The statement Becton issued to his parish may be found here. Bishop Hunter’s godly admonition may be found here. (By the way, these are already publicly available. We at Stand Firm are not engaging in any hacking or leaking.)

First, I should give credit where credit is due particularly since I have been critical of Bishop Hunter and Archbishop Wood in other matters. Hunter and Wood and a number of other bishops and clergy acted quickly as Hunter’s letter of Godly Admonition to Becton acknowledges:

…Your Facebook post of June 3, 2025 has caused your clergy peers, clergy outside of C4SO, ACNA bishops, and Archbishop Wood to raise concerns with me. Other C4SO clergy “liked” your post. This is a confusion that I must address as Bishop.

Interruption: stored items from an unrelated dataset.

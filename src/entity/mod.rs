pub mod cart_items;
pub mod favorites;
pub mod order_items;
pub mod orders;
pub mod products;
pub mod users;

pub use cart_items::Entity as CartItems;
pub use favorites::Entity as Favorites;
pub use order_items::Entity as OrderItems;
pub use orders::Entity as Orders;
pub use products::Entity as Products;
pub use users::Entity as Users;
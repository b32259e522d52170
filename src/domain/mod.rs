//! Business rules with no database or HTTP dependencies. Services load rows
//! into these types, apply an operation and persist the outcome.

pub mod cart;
pub mod catalog;
pub mod checkout;
pub mod error;
pub mod favorites;
pub mod order_status;
pub mod role;

pub use cart::{Cart, CartLine, MAX_LINE_QUANTITY, ProductSnapshot};
pub use catalog::Category;
pub use checkout::{MAX_NOTES_CHARS, OrderDraft, OrderLine, PaymentMethod, PickupTime};
pub use error::ValidationError;
pub use favorites::Toggle;
pub use order_status::OrderStatus;
pub use role::Role;
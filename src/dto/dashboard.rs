use chrono::{DateTime, Utc};
use serde::{Deserialize, Serialize};
use sqlx::FromRow;
use utoipa::ToSchema;
use uuid::Uuid;

use crate::domain::Category;

/// Totals in centavos.
#[derive(Debug, Serialize, FromRow, ToSchema)]
pub struct AdminDashboardStats {
    pub total_orders: i64,
    pub total_revenue: i64,
    pub total_users: i64,
    pub total_products: i64,
    pub pending_orders: i64,
    pub preparing_orders: i64,
    pub ready_orders: i64,
    pub completed_orders: i64,
}

#[derive(Debug, Serialize, FromRow, ToSchema)]
pub struct CanteenDashboardStats {
    pub pending_orders: i64,
    pub preparing_orders: i64,
    pub ready_orders: i64,
    pub completed_today: i64,
    pub revenue_today: i64,
}

/// Window of orders a report covers. `week` and `month` are rolling 7 and 30
/// days; `today` starts at local midnight.
#[derive(Debug, Default, Clone, Copy, PartialEq, Eq, Deserialize, Serialize, ToSchema)]
#[serde(rename_all = "snake_case")]
pub enum ReportRange {
    Today,
    Week,
    Month,
    #[default]
    All,
}

#[derive(Debug, Default, Deserialize, ToSchema)]
pub struct ReportQuery {
    pub range: Option<ReportRange>,
}

#[derive(Debug, Serialize, FromRow, ToSchema)]
pub struct ReportSummary {
    pub orders: i64,
    /// Delivered orders only, in centavos.
    pub revenue: i64,
    pub completed: i64,
    pub pending: i64,
}

#[derive(Debug, Serialize, FromRow, ToSchema)]
pub struct TopProduct {
    pub product_id: Uuid,
    pub name: String,
    pub quantity: i64,
    pub revenue: i64,
}

#[derive(Debug, Serialize, ToSchema)]
pub struct CategoryBreakdown {
    pub category: Category,
    pub product_count: i64,
    pub total_stock: i64,
}

#[derive(Debug, Serialize, ToSchema)]
pub struct AdminReport {
    pub range: ReportRange,
    /// Start of the window; absent for `all`.
    pub since: Option<DateTime<Utc>>,
    pub summary: ReportSummary,
    pub top_products: Vec<TopProduct>,
    pub categories: Vec<CategoryBreakdown>,
}
use std::time::Duration;

use chrono::{DateTime, Utc};
use sea_orm::sea_query::Expr;
use sea_orm::{ColumnTrait, EntityTrait, QueryFilter};

use crate::{
    domain::OrderStatus,
    entity::orders::{Column as OrderCol, Entity as Orders},
    error::AppResult,
    state::AppState,
};

/// Marks every ready order whose pickup deadline has passed as expired.
/// Returns how many orders changed.
pub async fn expire_overdue_orders(state: &AppState, now: DateTime<Utc>) -> AppResult<u64> {
    let result = Orders::update_many()
        .col_expr(OrderCol::Status, Expr::value(OrderStatus::Expired.as_str()))
        .col_expr(OrderCol::UpdatedAt, Expr::value(now.fixed_offset()))
        .filter(OrderCol::Status.eq(OrderStatus::Ready.as_str()))
        .filter(OrderCol::PickupDeadline.lt(now.fixed_offset()))
        .exec(&state.orm)
        .await?;

    Ok(result.rows_affected)
}

/// Runs [`expire_overdue_orders`] on a fixed interval for the life of the
/// process.
pub fn spawn_expiration_sweeper(state: AppState) -> tokio::task::JoinHandle<()> {
    let period = Duration::from_secs(state.config.expiration_sweep_secs.max(1));
    tokio::spawn(async move {
        let mut ticker = tokio::time::interval(period);
        ticker.set_missed_tick_behavior(tokio::time::MissedTickBehavior::Delay);
        loop {
            ticker.tick().await;
            match expire_overdue_orders(&state, Utc::now()).await {
                Ok(0) => {}
                Ok(count) => tracing::info!(count, "expired overdue orders"),
                Err(err) => tracing::error!(error = %err, "order expiration sweep failed"),
            }
        }
    })
}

Although this situation is not yet completely resolved to my knowledge, I am encouraged that this matter was not ignored or tolerated but quickly addressed. I also appreciate that Bishop Hunter has dealt firmly with other problem parishes and clergy that wanted to become more “affirming” — Resurrection South Austin, The Table Indy, and others — even though that meant that several of these parishes left his diocese and the Anglican Church in North America.

But this seems to keep happening in C4SO. That points to a deeper problem. C4SO, it is fair to say, is the ACNA diocese that most pushes applied Critical Theory and its variants. Bishop Hunter once endorsed Critical Theory and Critical Race Theory to his clergy, and he certainly gave it and related ideologies and ideologues a warm welcome when he founded and led the Center for Formation, Peace, and Justice.

At the same time, the rest of ACNA is in no position to point fingers at C4SO as a number of dioceses and the Province itself has often welcomed and enabled the promotion of applied Critical Theory, aka wokeness.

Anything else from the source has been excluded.